Así lo dijo Fidel en 1992, en ocasión del aniversario 39 del alzamiento del 5 de septiembre:

«Los tiempos difíciles son los tiempos difíciles. En los tiempos difíciles el número de vacilantes aumenta; en los tiempos difíciles –y eso es una ley de la historia– hay quienes se confunden, hay quienes se desalientan, hay quienes se acobardan, hay quienes se reblandecen, hay quienes traicionan, hay quienes desertan. Eso pasa en todas las épocas y en todas las revoluciones.

«Pero también en los tiempos difíciles es cuando realmente se prueban los hombres y las mujeres; en los tiempos difíciles es cuando se prueban, realmente, los que valen algo.

«Los tiempos difíciles son la mejor medida de cada cual, del carácter de cada cual, del coraje y el valor de cada cual, de la conciencia de cada cual, de las virtudes de cada cual y, sobre todo, de las virtudes de un pueblo; y las virtudes patrióticas y revolucionarias no le faltaron ni le faltarán jamás a este pueblo.

«Sin embargo, los revolucionarios tenemos que ser muy conscientes de cuáles son los problemas, de cuáles son las dificultades.

«Hay gente que no es consciente, hay gente que no entiende, hay gente, incluso, que no entenderá jamás.
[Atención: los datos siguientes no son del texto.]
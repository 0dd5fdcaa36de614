//! # 集成测试
//!
//! 测试数据库迁移、账户CRUD和前缀/资产编号规则的集成

use account_admin::database::{init_database, run_migrations};
use account_admin::error::AdminError;
use account_admin::management::services::accounts as account_service;
use account_admin::normalizer::{AccountDraft, FieldPolicy, NetworkArea};
use sea_orm::DatabaseConnection;
use tempfile::NamedTempFile;

async fn setup_db(temp: &NamedTempFile) -> DatabaseConnection {
    let db_url = format!("sqlite:{}", temp.path().display());
    let db = init_database(&db_url).await.expect("数据库连接失败");
    run_migrations(&db).await.expect("数据库迁移失败");
    db
}

fn draft(name: &str, account: &str, area: NetworkArea) -> AccountDraft {
    AccountDraft {
        user_name: name.to_string(),
        account_number: account.to_string(),
        computer_name: String::new(),
        phone_number: String::new(),
        department: String::new(),
        network_area: area,
        account_status: String::new(),
    }
}

#[tokio::test]
async fn test_create_generates_prefixed_fields_and_asset_number() {
    let temp = NamedTempFile::new().unwrap();
    let db = setup_db(&temp).await;
    let policy = FieldPolicy::new();

    let created = account_service::create_account(
        &db,
        &policy,
        draft("张三", "001", NetworkArea::Management),
    )
    .await
    .expect("创建账户失败");

    assert_eq!(created.id, 1);
    assert_eq!(created.account_number, "foc-001");
    assert_eq!(created.asset_number, "g-fj-foc-1");
    assert_eq!(created.network_area, "管理网");
    assert_eq!(created.account_status, "使用中");
}

#[tokio::test]
async fn test_area_change_replaces_prefix_but_keeps_asset_number() {
    let temp = NamedTempFile::new().unwrap();
    let db = setup_db(&temp).await;
    let policy = FieldPolicy::new();

    let created = account_service::create_account(
        &db,
        &policy,
        draft("张三", "001", NetworkArea::Management),
    )
    .await
    .unwrap();
    assert_eq!(created.account_number, "foc-001");
    let original_asset = created.asset_number.clone();

    // 编辑：区域改为财务网，账号前缀替换为 foc-d-，资产编号不变
    let updated = account_service::update_account(
        &db,
        &policy,
        created.id,
        draft("张三", &created.account_number, NetworkArea::Finance),
    )
    .await
    .unwrap();

    assert_eq!(updated.account_number, "foc-d-001");
    assert_eq!(updated.network_area, "财务网");
    assert_eq!(updated.asset_number, original_asset);
}

#[tokio::test]
async fn test_repeated_saves_never_accumulate_prefixes() {
    let temp = NamedTempFile::new().unwrap();
    let db = setup_db(&temp).await;
    let policy = FieldPolicy::new();

    let mut record = account_service::create_account(
        &db,
        &policy,
        draft("李四", "002", NetworkArea::Production),
    )
    .await
    .unwrap();
    assert_eq!(record.account_number, "foc-d-002");

    // 原值回传多轮编辑，前缀不叠加
    for area in [
        NetworkArea::Management,
        NetworkArea::Finance,
        NetworkArea::Production,
    ] {
        record = account_service::update_account(
            &db,
            &policy,
            record.id,
            draft("李四", &record.account_number, area),
        )
        .await
        .unwrap();
    }
    assert_eq!(record.account_number, "foc-d-002");
}

#[tokio::test]
async fn test_create_requires_user_name() {
    let temp = NamedTempFile::new().unwrap();
    let db = setup_db(&temp).await;
    let policy = FieldPolicy::new();

    let err =
        account_service::create_account(&db, &policy, draft("  ", "001", NetworkArea::Production))
            .await
            .unwrap_err();
    assert!(matches!(err, AdminError::Validation { .. }));

    // 校验失败不产生状态变更
    let all = account_service::list_accounts(&db).await.unwrap();
    assert!(all.is_empty());
}

#[tokio::test]
async fn test_delete_missing_id_is_noop() {
    let temp = NamedTempFile::new().unwrap();
    let db = setup_db(&temp).await;

    account_service::delete_account(&db, 9999)
        .await
        .expect("删除不存在的账户不应报错");
}

#[tokio::test]
async fn test_get_missing_account_is_not_found() {
    let temp = NamedTempFile::new().unwrap();
    let db = setup_db(&temp).await;

    let err = account_service::get_account(&db, 42).await.unwrap_err();
    assert!(matches!(err, AdminError::NotFound { .. }));
}

#[tokio::test]
async fn test_list_is_ascending_by_id() {
    let temp = NamedTempFile::new().unwrap();
    let db = setup_db(&temp).await;
    let policy = FieldPolicy::new();

    for name in ["甲", "乙", "丙"] {
        account_service::create_account(&db, &policy, draft(name, "", NetworkArea::Production))
            .await
            .unwrap();
    }

    let all = account_service::list_accounts(&db).await.unwrap();
    assert_eq!(all.len(), 3);
    assert!(all.windows(2).all(|w| w[0].id < w[1].id));
    assert_eq!(all[0].user_name, "甲");
    assert_eq!(all[2].user_name, "丙");
    // 每条记录都满足 asset_number == 资产前缀 + id
    for record in &all {
        assert_eq!(record.asset_number, format!("z-fj-foc-{}", record.id));
    }
}
//! # 导入映射
//!
//! 把上传的工作簿解析为规范记录序列。格式不可读、无工作表或列数不足
//! 都会让整个导入中止，不产生任何部分提交。

use super::layout::{Field, SheetLayout};
use crate::error::{AdminError, Result};
use crate::normalizer::{AccountDraft, FieldPolicy, NetworkArea};
use calamine::{Data, Reader, open_workbook_auto_from_rs};
use std::io::Cursor;

/// 解析工作簿字节流，返回规范化后的记录序列
///
/// 资产编号列的输入值被直接丢弃，入库后统一重新生成。
pub fn parse_workbook(bytes: &[u8], policy: &FieldPolicy) -> Result<Vec<AccountDraft>> {
    let cursor = Cursor::new(bytes.to_vec());
    let mut workbook = open_workbook_auto_from_rs(cursor)
        .map_err(|e| AdminError::import_with_source("无法读取Excel文件".to_string(), e.into()))?;

    let sheet_name = workbook
        .sheet_names()
        .first()
        .ok_or_else(|| AdminError::import("Excel文件中没有工作表"))?
        .clone();

    let range = workbook
        .worksheet_range(&sheet_name)
        .map_err(|e| {
            AdminError::import_with_source(format!("读取工作表 {sheet_name} 失败"), e.into())
        })?;

    let mut rows = range.rows();
    let Some(header) = rows.next() else {
        return Ok(Vec::new());
    };

    // 布局只判定一次，之后所有行按同一映射处理
    let layout = SheetLayout::detect(header)?;

    let mut drafts = Vec::new();
    for row in rows {
        if is_blank_row(row) {
            continue;
        }
        let mut draft = map_row(row, &layout, policy);
        policy.normalize(&mut draft);
        drafts.push(draft);
    }

    Ok(drafts)
}

/// 按布局把一行映射为规范记录
fn map_row(row: &[Data], layout: &SheetLayout, policy: &FieldPolicy) -> AccountDraft {
    let get = |field: Field| -> String {
        layout
            .column_of(field)
            .and_then(|col| cell_string(row, col))
            .unwrap_or_default()
    };

    AccountDraft {
        user_name: get(Field::UserName),
        account_number: get(Field::AccountNumber),
        computer_name: get(Field::ComputerName),
        phone_number: get(Field::PhoneNumber),
        department: get(Field::Department),
        network_area: NetworkArea::parse(&get(Field::NetworkArea)),
        account_status: {
            let status = get(Field::AccountStatus);
            if status.trim().is_empty() {
                policy.default_status.to_string()
            } else {
                status
            }
        },
    }
}

fn is_blank_row(row: &[Data]) -> bool {
    row.iter().all(|cell| match cell {
        Data::Empty => true,
        Data::String(s) => s.trim().is_empty(),
        _ => false,
    })
}

/// 单元格转字符串，数值列（如电话、工号）不带小数点尾巴
fn cell_string(row: &[Data], col: usize) -> Option<String> {
    row.get(col).and_then(|cell| match cell {
        Data::String(s) if !s.trim().is_empty() => Some(s.trim().to_string()),
        Data::Int(i) => Some(i.to_string()),
        Data::Float(f) => {
            if f.fract() == 0.0 {
                Some(((*f) as i64).to_string())
            } else {
                Some(f.to_string())
            }
        }
        Data::Bool(b) => Some(b.to_string()),
        _ => None,
    })
}
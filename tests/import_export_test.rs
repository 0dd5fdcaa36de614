//! # 批量导入导出集成测试

use account_admin::database::{init_database, run_migrations};
use account_admin::error::AdminError;
use account_admin::management::services::{accounts as account_service, transfer};
use account_admin::normalizer::FieldPolicy;
use rust_xlsxwriter::Workbook;
use sea_orm::DatabaseConnection;
use tempfile::NamedTempFile;

async fn setup_db(temp: &NamedTempFile) -> DatabaseConnection {
    let db_url = format!("sqlite:{}", temp.path().display());
    let db = init_database(&db_url).await.expect("数据库连接失败");
    run_migrations(&db).await.expect("数据库迁移失败");
    db
}

/// 按行生成 xlsx 字节流（首行为表头）
fn make_xlsx(rows: &[Vec<&str>]) -> Vec<u8> {
    let mut workbook = Workbook::new();
    let worksheet = workbook.add_worksheet();
    for (r, row) in rows.iter().enumerate() {
        for (c, value) in row.iter().enumerate() {
            worksheet.write_string(r as u32, c as u16, *value).unwrap();
        }
    }
    workbook.save_to_buffer().unwrap()
}

const NAMED_HEADER: [&str; 8] = [
    "用户姓名",
    "账号",
    "资产编号",
    "计算机名",
    "联系电话",
    "所在部门",
    "网络区域",
    "账号状态",
];

#[tokio::test]
async fn test_import_named_chinese_headers_regenerates_asset_numbers() {
    let temp = NamedTempFile::new().unwrap();
    let db = setup_db(&temp).await;
    let policy = FieldPolicy::new();

    let mut rows = vec![NAMED_HEADER.to_vec()];
    let data = [
        ["张三", "001", "垃圾资产号A", "PC01", "13800000001", "运维部", "管理网", "使用中"],
        ["李四", "002", "垃圾资产号B", "PC02", "13800000002", "财务部", "财务网", "停用"],
        ["王五", "003", "垃圾资产号C", "PC03", "13800000003", "生产部", "生产网", "使用中"],
        ["赵六", "004", "垃圾资产号D", "PC04", "13800000004", "生产部", "", ""],
        ["孙七", "005", "垃圾资产号E", "PC05", "13800000005", "未知部", "不认识的区域", "使用中"],
    ];
    for row in &data {
        rows.push(row.to_vec());
    }
    let bytes = make_xlsx(&rows);

    let count = transfer::import_accounts(&db, &policy, "accounts.xlsx", &bytes)
        .await
        .expect("导入失败");
    assert_eq!(count, 5);

    let all = account_service::list_accounts(&db).await.unwrap();
    assert_eq!(all.len(), 5);

    // 输入的资产编号列被丢弃，统一重新生成
    for record in &all {
        assert!(!record.asset_number.contains("垃圾"));
    }
    assert_eq!(all[0].account_number, "foc-001");
    assert_eq!(all[0].asset_number, "g-fj-foc-1");
    assert_eq!(all[0].computer_name, "G-FJ-FOC-PC01");
    assert_eq!(all[1].account_number, "foc-d-002");
    assert_eq!(all[1].asset_number, "l-fj-foc-2");
    assert_eq!(all[1].account_status, "停用");
    // 空/未知区域回退到生产网，空状态取默认值
    assert_eq!(all[3].network_area, "生产网");
    assert_eq!(all[3].account_status, "使用中");
    assert_eq!(all[4].network_area, "生产网");
}

#[tokio::test]
async fn test_import_positional_six_columns_uses_defaults() {
    let temp = NamedTempFile::new().unwrap();
    let db = setup_db(&temp).await;
    let policy = FieldPolicy::new();

    // 非规范表头 -> 位置布局，首行按表头消费
    let rows = vec![
        vec!["姓名", "工号", "资产", "机器", "电话", "部门"],
        vec!["张三", "001", "x", "PC01", "123", "运维部"],
        vec!["李四", "002", "y", "PC02", "456", "生产部"],
    ];
    let bytes = make_xlsx(&rows);

    let count = transfer::import_accounts(&db, &policy, "legacy.xlsx", &bytes)
        .await
        .unwrap();
    assert_eq!(count, 2);

    let all = account_service::list_accounts(&db).await.unwrap();
    for record in &all {
        assert_eq!(record.network_area, "生产网");
        assert_eq!(record.account_status, "使用中");
        assert!(record.account_number.starts_with("foc-d-"));
    }
}

#[tokio::test]
async fn test_export_after_import_reproduces_rows() {
    let temp = NamedTempFile::new().unwrap();
    let db = setup_db(&temp).await;
    let policy = FieldPolicy::new();

    let rows = vec![
        NAMED_HEADER.to_vec(),
        vec!["张三", "001", "旧资产", "PC01", "123", "运维部", "管理网", "使用中"],
        vec!["李四", "002", "旧资产", "PC02", "456", "生产部", "生产网", "使用中"],
    ];
    transfer::import_accounts(&db, &policy, "in.xlsx", &make_xlsx(&rows))
        .await
        .unwrap();

    let exported = transfer::export_accounts(&db).await.unwrap();

    // 导出文件可被导入端读回，行数和字段值一致（资产编号为生成值）
    let drafts = account_admin::sheet::parse_workbook(&exported, &policy).unwrap();
    assert_eq!(drafts.len(), 2);
    assert_eq!(drafts[0].user_name, "张三");
    assert_eq!(drafts[0].account_number, "foc-001");
    assert_eq!(drafts[0].department, "运维部");
    assert_eq!(drafts[1].user_name, "李四");
    assert_eq!(drafts[1].account_number, "foc-d-002");
}

#[tokio::test]
async fn test_import_keeps_rows_with_empty_names() {
    let temp = NamedTempFile::new().unwrap();
    let db = setup_db(&temp).await;
    let policy = FieldPolicy::new();

    // 姓名校验只作用于单条新增/编辑表单，导入行原样入库
    let rows = vec![
        NAMED_HEADER.to_vec(),
        vec!["张三", "001", "", "PC01", "123", "运维部", "生产网", "使用中"],
        vec!["", "002", "", "PC02", "456", "生产部", "生产网", "使用中"],
    ];
    let count = transfer::import_accounts(&db, &policy, "in.xlsx", &make_xlsx(&rows))
        .await
        .unwrap();
    assert_eq!(count, 2);

    let all = account_service::list_accounts(&db).await.unwrap();
    assert_eq!(all.len(), 2);
    assert_eq!(all[1].user_name, "");
    assert_eq!(all[1].account_number, "foc-d-002");
    assert_eq!(all[1].asset_number, "z-fj-foc-2");
}

#[tokio::test]
async fn test_unsupported_extension_rejected_without_state_change() {
    let temp = NamedTempFile::new().unwrap();
    let db = setup_db(&temp).await;
    let policy = FieldPolicy::new();

    let bytes = make_xlsx(&[NAMED_HEADER.to_vec()]);
    let err = transfer::import_accounts(&db, &policy, "accounts.csv", &bytes)
        .await
        .unwrap_err();
    assert!(matches!(err, AdminError::UnsupportedFile { .. }));

    let all = account_service::list_accounts(&db).await.unwrap();
    assert!(all.is_empty());
}

#[tokio::test]
async fn test_malformed_file_aborts_with_zero_commits() {
    let temp = NamedTempFile::new().unwrap();
    let db = setup_db(&temp).await;
    let policy = FieldPolicy::new();

    let err = transfer::import_accounts(&db, &policy, "broken.xlsx", b"not an excel file")
        .await
        .unwrap_err();
    assert!(matches!(err, AdminError::Import { .. }));

    let all = account_service::list_accounts(&db).await.unwrap();
    assert!(all.is_empty());
}
//! # 错误类型定义

use thiserror::Error;

/// 应用主要错误类型
#[derive(Debug, Error)]
pub enum AdminError {
    /// 配置相关错误
    #[error("配置错误: {message}")]
    Config {
        message: String,
        #[source]
        source: Option<anyhow::Error>,
    },

    /// 数据库相关错误
    #[error("数据库错误: {message}")]
    Database {
        message: String,
        #[source]
        source: Option<anyhow::Error>,
    },

    /// 输入校验错误（如必填项缺失）
    #[error("校验错误: {message}")]
    Validation { message: String },

    /// 不支持的上传文件类型
    #[error("不支持的文件格式: {message}")]
    UnsupportedFile { message: String },

    /// 导入文件解析/处理失败
    #[error("导入失败: {message}")]
    Import {
        message: String,
        #[source]
        source: Option<anyhow::Error>,
    },

    /// 资源不存在
    #[error("资源不存在: {message}")]
    NotFound { message: String },

    /// IO相关错误
    #[error("IO错误: {message}")]
    Io {
        message: String,
        #[source]
        source: std::io::Error,
    },

    /// 系统内部错误
    #[error("内部错误: {message}")]
    Internal {
        message: String,
        #[source]
        source: Option<anyhow::Error>,
    },
}

impl AdminError {
    /// 配置错误
    pub fn config(message: impl Into<String>) -> Self {
        Self::Config {
            message: message.into(),
            source: None,
        }
    }

    /// 数据库错误
    pub fn database(message: impl Into<String>) -> Self {
        Self::Database {
            message: message.into(),
            source: None,
        }
    }

    /// 校验错误
    pub fn validation(message: impl Into<String>) -> Self {
        Self::Validation {
            message: message.into(),
        }
    }

    /// 不支持的文件类型
    pub fn unsupported_file(message: impl Into<String>) -> Self {
        Self::UnsupportedFile {
            message: message.into(),
        }
    }

    /// 导入错误
    pub fn import(message: impl Into<String>) -> Self {
        Self::Import {
            message: message.into(),
            source: None,
        }
    }

    /// 带原始错误的导入错误
    pub fn import_with_source(message: impl Into<String>, source: anyhow::Error) -> Self {
        Self::Import {
            message: message.into(),
            source: Some(source),
        }
    }

    /// 资源不存在
    pub fn not_found(message: impl Into<String>) -> Self {
        Self::NotFound {
            message: message.into(),
        }
    }

    /// 内部错误
    pub fn internal(message: impl Into<String>) -> Self {
        Self::Internal {
            message: message.into(),
            source: None,
        }
    }
}

impl From<sea_orm::DbErr> for AdminError {
    fn from(err: sea_orm::DbErr) -> Self {
        Self::Database {
            message: err.to_string(),
            source: Some(anyhow::Error::new(err)),
        }
    }
}

impl From<std::io::Error> for AdminError {
    fn from(err: std::io::Error) -> Self {
        Self::Io {
            message: err.to_string(),
            source: err,
        }
    }
}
Hay gente que no entiende lo que es la patria ni lo que es la independencia; hay gente que no entiende qué es la historia, cuáles son las raíces de un pueblo; hay gente que no entiende lo que es el sentido de la dignidad patriótica y revolucionaria; hay gente que no entiende los procesos políticos y cuáles son los problemas objetivos.

«Hay quienes no lo entienden y contra esa gente tenemos que luchar; pueden confundir a algunos, siempre es una lucha».

Al citar, recientemente, un fragmento de este vertical discurso, el Primer Secretario del Partido y Presidente de la República, Miguel Díaz-Canel Bermúdez, reafirmaba la postura intransigente de los cubanos en la defensa de su Revolución: «Nuestro pueblo vale mucho y va a actuar de esa manera, sin miedo, con valentía y coraje. Este es un pueblo al que no faltarán las virtudes patrióticas».